J'allonge Eden tout doucement, qui, dès qu'il est posé sur le matelas, se retourne et se recroqueville en chien de fusil, allant même jusqu'à cacher son visage de son bras. Je remonte la couverture sur lui, et je passe une main sur mon visage. Je ne me sens pas très bien. La sérénité qu'il y avait dans la salle de bain a disparu, j'ai la nausée. Je jette un regard à la table de chevet, juste à côté de son lit. J'ai juste à tendre le bras et... C'est plus fort que moi, je l'ouvre, et je plisse les yeux, essayant de distinguer son contenu du mieux que je peux dans la pénombre. Je ne sais pas ce que j'espérais trouver, quelque chose qui m'indique ce qu'il me cachait la dernière fois que j'ai mis les pieds dans cette pièce sûrement. Mais il est vide. Ce tiroir est complètement vide. A quoi je pensais ?

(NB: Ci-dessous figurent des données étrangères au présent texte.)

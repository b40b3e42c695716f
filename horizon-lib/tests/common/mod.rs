//! Common test utilities and shared imports

// Allow unused imports and dead code since this is a shared module
// used across multiple test files - not all items are used in every test file
#[allow(unused_imports)]
pub use bytes::Bytes;
#[allow(unused_imports)]
pub use hex;
#[allow(unused_imports)]
pub use horizon_lib::command::{Command, Stage};
#[allow(unused_imports)]
pub use horizon_lib::entities::{LinePoint, LineSegment, PointOfInterest};
#[allow(unused_imports)]
pub use horizon_lib::error::{FrameError, LinkError};
#[allow(unused_imports)]
pub use horizon_lib::frame::{Frame, build_frame, parse_frame};
#[allow(unused_imports)]
pub use horizon_lib::message::Request;
#[allow(unused_imports)]
pub use horizon_lib::session::{Session, SessionConfig, SessionState};
#[allow(unused_imports)]
pub use horizon_lib::sim::{SimOptions, SimulatedDevice};
#[allow(unused_imports)]
pub use horizon_lib::Horizon;
#[allow(unused_imports)]
pub use std::sync::Arc;
#[allow(unused_imports)]
pub use std::time::Duration;

/// Session config with short timeouts so failure paths finish quickly
#[allow(dead_code)]
pub fn fast_config() -> SessionConfig {
    SessionConfig::new()
        .with_connect_timeout(Duration::from_secs(1))
        .with_write_timeout(Duration::from_millis(150))
        .with_response_timeout(Duration::from_millis(150))
}

/// Route library logs to the test harness, filtered by `RUST_LOG`
#[allow(dead_code)]
pub fn init_tracing() {
    use tracing_subscriber::{EnvFilter, layer::SubscriberExt, util::SubscriberInitExt};
    let _ = tracing_subscriber::registry()
        .with(EnvFilter::from_default_env())
        .with(tracing_subscriber::fmt::layer().with_test_writer())
        .try_init();
}

/// Connect a device handle to a fresh simulator
#[allow(dead_code)]
pub async fn connect(options: SimOptions) -> (Arc<SimulatedDevice>, Horizon<SimulatedDevice>) {
    init_tracing();
    let device = Arc::new(SimulatedDevice::new(options));
    let horizon = Horizon::connect(device.clone(), fast_config())
        .await
        .expect("Failed to connect to simulated device");
    (device, horizon)
}

/// A line of `count` points with distinct coordinates
#[allow(dead_code)]
pub fn sample_line(index: u16, count: usize) -> LineSegment {
    let points = (0..count)
        .map(|i| LinePoint::new(10.0 + i as f32 * 0.5, (i % 11) as f32 * 0.1))
        .collect();
    LineSegment::from_points(index, points)
}

#[allow(dead_code)]
pub fn sample_pois() -> Vec<PointOfInterest> {
    vec![
        PointOfInterest::new("Eiger", 134.0, 3.5, 0.9, 3967.0, 21000.0),
        PointOfInterest::new("Mönch", 138.2, 3.7, 0.8, 4107.0, 22500.0),
        PointOfInterest::new("Jungfrau", 145.9, 3.9, 1.0, 4158.0, 24000.0),
    ]
}

/// Decode hex string to bytes for testing
#[allow(dead_code)]
pub fn hex_to_bytes(hex_data: &str) -> Bytes {
    Bytes::from(hex::decode(hex_data).expect("Failed to decode hex"))
}
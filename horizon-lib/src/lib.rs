pub mod command;
pub mod constants;
pub mod device;
pub mod entities;
pub mod error;
pub mod frame;
pub mod fs;
pub mod message;
pub mod reassembly;
pub mod records;
pub mod session;
pub mod sim;
pub mod transfer;
pub mod transport;

#[cfg(test)]
mod tests;

// Re-export the device handle for easy access
pub use device::Horizon;
pub use error::{FrameError, LinkError};
pub use session::{Session, SessionConfig, SessionState};
pub use transport::{LinkEvent, Transport};
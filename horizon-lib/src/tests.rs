use crate::command::Command;
use crate::entities::{LinePoint, LineSegment};
use crate::error::FrameError;
use crate::frame::{Frame, build_frame, parse_frame};
use crate::fs;
use crate::message::Request;
use crate::reassembly::ReassemblyBuffer;
use crate::transfer;
use bytes::Bytes;
use num_enum::FromPrimitive;

#[test]
fn test_flush_start_aa5524000100_00db() {
    let expected = hex::decode("aa552400010000db").expect("Failed to decode hex");
    assert_eq!(
        Request::FlushStart.to_frame().encode().as_ref(),
        expected.as_slice(),
        "Flush start frame does not match the captured bytes"
    );
}

#[test]
fn test_brightness_request_aa5555000000ab() {
    let bytes = build_frame(85, &[]).unwrap();
    assert_eq!(hex::encode(&bytes), "aa5555000000ab");
    assert_eq!(bytes.len(), 7);
}

#[test]
fn test_parse_brightness_response() {
    // brightness 300, checksum = -(86 + 2 + 0x2c + 0x01) = 0x7b
    let hex_data = "aa55560002002c017b";
    let bytes_data = hex::decode(hex_data).expect("Failed to decode hex");
    let parsed = parse_frame(&bytes_data).expect("Failed to parse frame");
    assert_eq!(parsed.consumed, 9);
    assert_eq!(parsed.frame.command, Command::BrightnessResponse);
    assert_eq!(parsed.frame.payload.as_ref(), &[0x2c, 0x01]);
}

#[test]
fn test_ten_zero_bytes_frame() {
    let bytes = build_frame(1, &[0; 10]).unwrap();
    assert_eq!(bytes.len(), 17);
    assert_eq!(hex::encode(&bytes[..6]), "aa5501000a00");
    assert_eq!(bytes[16], 0xF5);
}

#[test]
fn test_unknown_command_round_trips() {
    let bytes = build_frame(999, &[7]).unwrap();
    let parsed = parse_frame(&bytes).unwrap();
    assert_eq!(parsed.frame.command, Command::Unknown(999));
    assert_eq!(Command::from_primitive(999).id(), 999);
}

#[test]
fn test_max_payload_boundary() {
    assert!(build_frame(1, &[0xFF; 512]).is_ok());
    assert_eq!(
        build_frame(1, &[0xFF; 513]),
        Err(FrameError::PayloadTooLarge { len: 513, max: 512 })
    );
}

#[test]
fn test_garbage_then_frames_through_buffer() {
    let frame = hex::decode("aa552400010001da").expect("Failed to decode hex");
    let mut stream = hex::decode("0011aa22").unwrap();
    stream.extend_from_slice(&frame);
    stream.extend_from_slice(&frame);

    let mut buffer = ReassemblyBuffer::default();
    for byte in stream {
        buffer.push(&[byte]);
    }
    let frames = buffer.drain_frames();
    assert_eq!(frames.len(), 2);
    assert!(frames.iter().all(|f| f == &Request::FlushEnd.to_frame()));
    assert!(buffer.is_empty());
}

#[test]
fn test_line_upload_frames_hex() {
    let line = LineSegment::from_points(1, vec![LinePoint::new(90.0, 2.0)]);
    let frames = transfer::line_frames(&line);
    assert_eq!(
        hex::encode(&frames[0].payload),
        // reserved, index 1, width 4, min 90.0, max 90.0, one point
        "00000100040000b4420000b44201000000"
    );
    assert_eq!(
        hex::encode(&frames[1].payload),
        // index 1, one point, 90.0, 2.0
        "010001000000b44200000040"
    );
}

#[test]
fn test_file_read_response_hex() {
    let frame = fs::response::read(0, b"abc");
    assert_eq!(hex::encode(&frame.payload), "000300616263");
    let chunk = fs::decode_read_chunk(&frame.payload).unwrap();
    assert_eq!(chunk.data, Bytes::from_static(b"abc"));
}

#[test]
fn test_frame_new_rejects_large_payload() {
    assert!(matches!(
        Frame::new(Command::FileWriteRequest, vec![0u8; 600]),
        Err(FrameError::PayloadTooLarge { len: 600, .. })
    ));
}
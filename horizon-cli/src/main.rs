use anyhow::{Context, Result, bail};
use clap::{Args, Parser, Subcommand};
use clap_verbosity_flag::{InfoLevel, Verbosity};
use horizon_lib::device::{InitData, InitProgress};
use horizon_lib::entities::{LineSegment, PointOfInterest};
use horizon_lib::frame::{build_frame, parse_frame};
use horizon_lib::sim::{SimOptions, SimulatedDevice};
use horizon_lib::{Horizon, SessionConfig};
use std::fs::File;
use std::path::{Path, PathBuf};
use std::sync::Arc;
use std::time::Duration;
use tracing::info;
use tracing_appender::non_blocking::WorkerGuard;
use tracing_subscriber::{EnvFilter, layer::SubscriberExt, util::SubscriberInitExt};

/// Tools for the Horizon link protocol.
#[derive(Parser, Debug)]
#[command(author, version, about, long_about = None)]
struct Cli {
    /// Optional path to a file to write logs to, in addition to the console.
    #[arg(short, long, global = true)]
    log_file: Option<PathBuf>,
    #[command(flatten)]
    verbose: Verbosity<InfoLevel>,
    #[command(subcommand)]
    command: Commands,
}

#[derive(Subcommand, Debug)]
enum Commands {
    /// Encode and decode single frames
    #[command(subcommand)]
    Frame(FrameCommand),
    /// Run device workflows against the in-process simulator
    #[command(subcommand)]
    Demo(DemoCommand),
}

#[derive(Subcommand, Debug)]
enum FrameCommand {
    /// Build a frame and print it as hex
    Build {
        /// Command identifier
        command: u16,
        /// Payload as hex
        #[arg(default_value = "")]
        payload: String,
    },
    /// Parse the first valid frame out of a hex string
    Parse {
        /// Frame bytes as hex, leading garbage allowed
        hex: String,
    },
}

#[derive(Args, Debug)]
struct LinkArgs {
    /// Split simulated notifications into fragments of this many bytes
    #[arg(long)]
    fragment: Option<usize>,
    /// Hex bytes the simulator sends ahead of every response
    #[arg(long, default_value = "")]
    noise: String,
}

#[derive(Subcommand, Debug)]
enum DemoCommand {
    /// Run the initialization sequence
    Init {
        /// JSON array of line segments
        #[arg(long)]
        lines: Option<PathBuf>,
        /// JSON array of points of interest
        #[arg(long)]
        pois: Option<PathBuf>,
        #[arg(long, default_value_t = 0.0, allow_negative_numbers = true)]
        latitude: f32,
        #[arg(long, default_value_t = 0.0, allow_negative_numbers = true)]
        longitude: f32,
        #[command(flatten)]
        link: LinkArgs,
    },
    /// Upload, list, download and delete a file
    Files {
        /// Size of the file to round-trip
        #[arg(long, default_value_t = 2000)]
        size: usize,
        #[command(flatten)]
        link: LinkArgs,
    },
    /// Read every query record
    Query {
        /// Brightness the simulator reports
        #[arg(long, default_value_t = 180)]
        brightness: u16,
        #[command(flatten)]
        link: LinkArgs,
    },
}

fn setup_logging(
    log_file_path: Option<PathBuf>,
    verbosity: &Verbosity<InfoLevel>,
) -> Result<Option<WorkerGuard>> {
    let console_layer = tracing_subscriber::fmt::layer()
        .with_writer(std::io::stderr)
        .with_target(false)
        .without_time();

    let (file_layer, guard) = if let Some(ref path) = log_file_path {
        let log_file = File::create(path)
            .with_context(|| format!("Failed to create log file at: {:?}", path))?;
        let (non_blocking_writer, guard) = tracing_appender::non_blocking(log_file);
        let layer = tracing_subscriber::fmt::layer()
            .with_writer(non_blocking_writer)
            .with_ansi(false)
            .with_target(false);
        (Some(layer), Some(guard))
    } else {
        (None, None)
    };

    // INFO by default, DEBUG with -v, TRACE with -vv
    let filter = EnvFilter::builder()
        .with_default_directive(verbosity.tracing_level_filter().into())
        .from_env_lossy();

    tracing_subscriber::registry()
        .with(filter)
        .with(console_layer)
        .with(file_layer)
        .init();

    Ok(guard)
}

fn run_frame(command: FrameCommand) -> Result<()> {
    match command {
        FrameCommand::Build { command, payload } => {
            let payload = hex::decode(payload.trim()).context("Payload is not valid hex")?;
            let bytes = build_frame(command, &payload)?;
            println!("{}", hex::encode(&bytes));
        }
        FrameCommand::Parse { hex } => {
            let bytes = hex::decode(hex.trim()).context("Input is not valid hex")?;
            let parsed = parse_frame(&bytes)?;
            let skipped = parsed.consumed - parsed.frame.wire_len();
            println!("Command:  {:?} ({})", parsed.frame.command, parsed.frame.command.id());
            println!("Length:   {}", parsed.frame.payload.len());
            println!("Payload:  {}", hex::encode(&parsed.frame.payload));
            println!("Consumed: {} ({} skipped)", parsed.consumed, skipped);
        }
    }
    Ok(())
}

fn read_json<T: serde::de::DeserializeOwned>(path: &Path) -> Result<T> {
    let file = File::open(path).with_context(|| format!("Failed to open {:?}", path))?;
    serde_json::from_reader(file).with_context(|| format!("Failed to parse {:?}", path))
}

async fn connect_sim(link: &LinkArgs) -> Result<(Arc<SimulatedDevice>, Horizon<SimulatedDevice>)> {
    let noise = hex::decode(link.noise.trim()).context("Noise is not valid hex")?;
    let device = Arc::new(SimulatedDevice::new(SimOptions {
        fragment_size: link.fragment,
        noise: noise.into(),
        ..SimOptions::default()
    }));
    let config = SessionConfig::new().with_response_timeout(Duration::from_secs(1));
    let horizon = Horizon::connect(device.clone(), config).await?;
    Ok((device, horizon))
}

async fn run_demo(command: DemoCommand) -> Result<()> {
    match command {
        DemoCommand::Init {
            lines,
            pois,
            latitude,
            longitude,
            link,
        } => {
            let lines: Option<Vec<LineSegment>> = lines.as_deref().map(read_json).transpose()?;
            let pois: Option<Vec<PointOfInterest>> = pois.as_deref().map(read_json).transpose()?;
            let (device, horizon) = connect_sim(&link).await?;

            let data = InitData {
                time: None,
                latitude,
                longitude,
                lines,
                points_of_interest: pois,
            };
            let report = horizon
                .initialize(&data, |progress| match progress {
                    InitProgress::Lines { sent, total } => println!("Lines: {sent}/{total}"),
                    InitProgress::PointsOfInterest { sent, total } => {
                        println!("Points of interest: {sent}/{total}")
                    }
                })
                .await;
            print!("{report}");
            println!(
                "Device holds {} lines and {} points of interest",
                device.lines().len(),
                device.points_of_interest().len()
            );
            let stats = horizon.session().stats();
            info!(dropped = stats.dropped_bytes, resyncs = stats.resyncs, "Link statistics");
            horizon.close().await?;
            if !report.is_success() {
                bail!("Initialization finished with failures");
            }
        }
        DemoCommand::Files { size, link } => {
            let (_device, horizon) = connect_sim(&link).await?;
            let data: Vec<u8> = (0..size).map(|i| (i % 251) as u8).collect();
            horizon.upload_file("/demo/data.bin", &data).await?;
            for entry in horizon.list_dir("/demo").await? {
                println!("{entry}");
            }
            let downloaded = horizon.download_file("/demo/data.bin").await?;
            if downloaded != data {
                bail!("Downloaded contents differ from the upload");
            }
            println!("Round-tripped {} bytes", downloaded.len());
            horizon.delete_file("/demo/data.bin").await?;
            let info = horizon.file_info("/demo/data.bin").await?;
            println!("After delete: status {}", info.status);
            horizon.close().await?;
        }
        DemoCommand::Query { brightness, link } => {
            let (device, horizon) = connect_sim(&link).await?;
            device.set_brightness(brightness);
            println!("Brightness:  {}", horizon.brightness().await?);
            let calibration = horizon.calibration().await?;
            println!(
                "Calibration: flags {:#04x} offset {:?} scale {:?}",
                calibration.flags, calibration.offset, calibration.scale
            );
            println!(
                "User config: {}",
                serde_json::to_string_pretty(&horizon.user_config().await?)?
            );
            println!("Magnetic:    {}", horizon.magnetic_field().await?);
            horizon.close().await?;
        }
    }
    Ok(())
}

#[tokio::main]
async fn main() -> Result<()> {
    let cli = Cli::parse();
    let _guard = setup_logging(cli.log_file, &cli.verbose)?;

    match cli.command {
        Commands::Frame(command) => run_frame(command),
        Commands::Demo(command) => run_demo(command).await,
    }
}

Je le referme le plus discrètement possible et je sors de la chambre pour retourner dans le salon. Bien sûr, Jonas est toujours là, avachi sur le ventre, la bouche ouverte sur l'oreiller. Je n'ai aucune idée de l'heure qu'il est, et j'ai cours demain à dix heures. Je me recouche en retenant mon souffle, espérant ne pas réveiller Jonas, et je rabats la couette sur mon visage, essayant d'ignorer la tiédeur de mes joues.
- Tu dors pas ?
Je sursaute en entendant la voix de Jonas, et je me dépêche de me tourner sur le côté opposé au sien.
- J'étais aux toilettes, je marmonne en fermant les yeux.
- Ah, le pipi de minuit ?
- Il est pas minuit.
- Oh, tu as compris ce que je voulais dire...
- Rendors-toi, Jonas...
- Oui, papa.
Je souffle d'exaspération, mélangé à un sourire qui m'échappe, et j'essaye de vider mon esprit pour me rendormir. Mais cela me parait compliqué. Je donnerai beaucoup pour m'être endormi dans cette baignoire moi aussi.